Reproduce, character for character, the entries from their opening line through the line with "pub struct SessionResponse".

(Beginning of DATA)

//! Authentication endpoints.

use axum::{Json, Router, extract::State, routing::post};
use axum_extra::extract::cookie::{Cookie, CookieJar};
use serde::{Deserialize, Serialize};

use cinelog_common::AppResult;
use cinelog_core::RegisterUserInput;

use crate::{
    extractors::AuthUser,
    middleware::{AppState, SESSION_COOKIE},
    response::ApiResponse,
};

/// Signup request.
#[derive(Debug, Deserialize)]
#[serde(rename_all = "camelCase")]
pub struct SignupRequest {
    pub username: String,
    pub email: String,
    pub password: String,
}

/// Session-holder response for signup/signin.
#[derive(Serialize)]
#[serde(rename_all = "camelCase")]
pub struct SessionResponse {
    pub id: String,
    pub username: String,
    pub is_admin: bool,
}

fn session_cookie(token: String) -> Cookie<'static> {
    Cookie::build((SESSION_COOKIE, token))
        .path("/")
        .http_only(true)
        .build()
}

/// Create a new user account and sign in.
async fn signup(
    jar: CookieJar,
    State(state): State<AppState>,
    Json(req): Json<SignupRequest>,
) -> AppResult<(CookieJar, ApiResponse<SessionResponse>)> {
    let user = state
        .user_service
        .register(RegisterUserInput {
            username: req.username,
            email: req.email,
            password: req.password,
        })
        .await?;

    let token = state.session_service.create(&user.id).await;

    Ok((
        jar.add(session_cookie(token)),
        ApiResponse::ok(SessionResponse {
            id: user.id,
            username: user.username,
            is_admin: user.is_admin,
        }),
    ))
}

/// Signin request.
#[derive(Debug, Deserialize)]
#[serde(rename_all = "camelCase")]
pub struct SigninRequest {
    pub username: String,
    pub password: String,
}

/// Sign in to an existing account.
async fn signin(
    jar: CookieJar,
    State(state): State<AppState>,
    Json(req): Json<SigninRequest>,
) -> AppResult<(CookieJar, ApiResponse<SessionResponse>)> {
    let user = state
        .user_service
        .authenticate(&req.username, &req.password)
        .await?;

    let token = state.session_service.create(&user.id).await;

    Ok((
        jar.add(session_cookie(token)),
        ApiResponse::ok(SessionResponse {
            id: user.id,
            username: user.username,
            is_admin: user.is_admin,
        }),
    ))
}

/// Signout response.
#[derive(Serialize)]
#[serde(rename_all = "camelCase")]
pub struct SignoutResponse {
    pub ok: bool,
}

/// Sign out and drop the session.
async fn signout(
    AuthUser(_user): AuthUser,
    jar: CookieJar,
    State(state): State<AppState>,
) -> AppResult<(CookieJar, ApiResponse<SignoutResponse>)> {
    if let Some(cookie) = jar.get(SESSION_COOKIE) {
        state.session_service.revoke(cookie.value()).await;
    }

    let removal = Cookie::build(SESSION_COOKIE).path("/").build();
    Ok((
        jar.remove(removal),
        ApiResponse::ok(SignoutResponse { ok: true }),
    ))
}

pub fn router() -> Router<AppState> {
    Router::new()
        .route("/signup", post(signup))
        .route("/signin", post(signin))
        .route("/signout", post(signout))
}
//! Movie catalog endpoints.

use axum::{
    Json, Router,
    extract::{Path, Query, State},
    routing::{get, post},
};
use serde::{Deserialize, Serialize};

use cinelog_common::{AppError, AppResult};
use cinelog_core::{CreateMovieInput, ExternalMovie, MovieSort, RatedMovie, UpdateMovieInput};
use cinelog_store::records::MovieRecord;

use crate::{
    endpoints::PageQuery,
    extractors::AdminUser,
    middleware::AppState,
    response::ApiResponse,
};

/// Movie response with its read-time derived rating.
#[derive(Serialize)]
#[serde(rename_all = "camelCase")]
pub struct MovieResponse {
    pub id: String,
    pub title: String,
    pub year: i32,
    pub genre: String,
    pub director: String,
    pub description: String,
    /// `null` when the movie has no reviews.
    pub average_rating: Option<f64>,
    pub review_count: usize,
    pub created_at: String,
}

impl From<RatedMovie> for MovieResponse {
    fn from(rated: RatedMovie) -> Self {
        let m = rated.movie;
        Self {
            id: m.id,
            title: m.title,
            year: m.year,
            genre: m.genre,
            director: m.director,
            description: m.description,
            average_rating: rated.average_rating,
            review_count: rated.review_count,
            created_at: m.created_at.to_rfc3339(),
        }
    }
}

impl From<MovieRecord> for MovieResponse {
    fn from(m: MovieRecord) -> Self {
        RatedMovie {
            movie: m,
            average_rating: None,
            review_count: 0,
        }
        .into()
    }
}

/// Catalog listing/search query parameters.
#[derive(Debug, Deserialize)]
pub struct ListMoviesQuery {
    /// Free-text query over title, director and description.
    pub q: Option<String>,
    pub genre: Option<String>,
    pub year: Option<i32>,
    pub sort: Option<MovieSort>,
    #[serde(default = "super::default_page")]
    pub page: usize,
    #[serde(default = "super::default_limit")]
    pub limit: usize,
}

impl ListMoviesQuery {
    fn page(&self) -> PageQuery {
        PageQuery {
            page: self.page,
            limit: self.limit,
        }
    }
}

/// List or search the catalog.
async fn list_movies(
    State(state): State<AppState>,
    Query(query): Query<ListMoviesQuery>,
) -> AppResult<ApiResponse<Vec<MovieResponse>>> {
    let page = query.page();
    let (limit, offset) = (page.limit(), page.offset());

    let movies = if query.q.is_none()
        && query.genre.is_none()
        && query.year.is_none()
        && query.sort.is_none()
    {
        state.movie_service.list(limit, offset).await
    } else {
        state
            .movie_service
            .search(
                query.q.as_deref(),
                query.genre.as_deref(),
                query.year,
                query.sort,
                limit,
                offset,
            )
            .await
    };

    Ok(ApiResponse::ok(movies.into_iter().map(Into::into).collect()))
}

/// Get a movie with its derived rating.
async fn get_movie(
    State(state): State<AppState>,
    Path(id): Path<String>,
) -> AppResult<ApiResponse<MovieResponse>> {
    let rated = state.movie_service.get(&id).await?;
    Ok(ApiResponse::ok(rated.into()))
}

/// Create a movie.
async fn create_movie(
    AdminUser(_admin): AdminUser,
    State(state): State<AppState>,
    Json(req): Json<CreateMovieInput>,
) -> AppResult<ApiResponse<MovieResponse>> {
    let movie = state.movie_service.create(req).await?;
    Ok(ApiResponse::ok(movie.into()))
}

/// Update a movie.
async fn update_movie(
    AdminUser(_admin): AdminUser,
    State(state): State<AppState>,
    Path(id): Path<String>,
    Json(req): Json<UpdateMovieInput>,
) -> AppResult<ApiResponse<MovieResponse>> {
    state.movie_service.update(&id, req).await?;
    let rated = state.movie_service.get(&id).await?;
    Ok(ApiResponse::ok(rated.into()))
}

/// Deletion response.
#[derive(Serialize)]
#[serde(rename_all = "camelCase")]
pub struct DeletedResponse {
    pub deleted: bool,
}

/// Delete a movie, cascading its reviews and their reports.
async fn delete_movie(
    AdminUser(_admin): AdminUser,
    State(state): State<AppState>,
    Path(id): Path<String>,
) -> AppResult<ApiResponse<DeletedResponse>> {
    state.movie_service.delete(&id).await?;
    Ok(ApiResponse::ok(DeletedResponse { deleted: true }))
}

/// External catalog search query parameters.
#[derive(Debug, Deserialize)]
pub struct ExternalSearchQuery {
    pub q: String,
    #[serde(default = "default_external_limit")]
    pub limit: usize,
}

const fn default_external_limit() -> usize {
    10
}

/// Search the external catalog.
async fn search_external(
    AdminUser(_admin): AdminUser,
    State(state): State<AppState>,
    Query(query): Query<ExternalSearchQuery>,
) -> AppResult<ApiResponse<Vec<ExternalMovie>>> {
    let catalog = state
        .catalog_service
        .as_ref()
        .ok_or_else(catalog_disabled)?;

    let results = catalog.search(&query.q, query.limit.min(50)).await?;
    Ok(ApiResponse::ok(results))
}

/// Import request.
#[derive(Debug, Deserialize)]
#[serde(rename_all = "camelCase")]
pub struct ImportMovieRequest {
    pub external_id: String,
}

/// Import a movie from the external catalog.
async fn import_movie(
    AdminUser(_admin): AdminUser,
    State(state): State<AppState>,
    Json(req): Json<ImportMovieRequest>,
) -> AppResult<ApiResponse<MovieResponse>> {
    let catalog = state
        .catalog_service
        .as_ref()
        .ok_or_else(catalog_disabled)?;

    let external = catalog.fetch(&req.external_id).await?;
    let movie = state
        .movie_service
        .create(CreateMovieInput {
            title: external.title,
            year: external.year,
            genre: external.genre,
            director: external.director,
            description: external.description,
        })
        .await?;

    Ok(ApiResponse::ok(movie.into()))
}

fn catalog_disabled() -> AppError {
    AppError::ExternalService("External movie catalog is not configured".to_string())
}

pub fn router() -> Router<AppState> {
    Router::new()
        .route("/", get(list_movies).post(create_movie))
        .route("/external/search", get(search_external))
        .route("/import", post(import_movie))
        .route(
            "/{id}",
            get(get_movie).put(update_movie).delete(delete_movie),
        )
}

(End of DATA)

SOLUTION FOR THIS TASK ::
//! Authentication endpoints.

use axum::{Json, Router, extract::State, routing::post};
use axum_extra::extract::cookie::{Cookie, CookieJar};
use serde::{Deserialize, Serialize};

use cinelog_common::AppResult;
use cinelog_core::RegisterUserInput;

use crate::{
    extractors::AuthUser,
    middleware::{AppState, SESSION_COOKIE},
    response::ApiResponse,
};

/// Signup request.
#[derive(Debug, Deserialize)]
#[serde(rename_all = "camelCase")]
pub struct SignupRequest {
    pub username: String,
    pub email: String,
    pub password: String,
}

/// Session-holder response for signup/signin.
#[derive(Serialize)]
#[serde(rename_all = "camelCase")]
pub struct SessionResponse {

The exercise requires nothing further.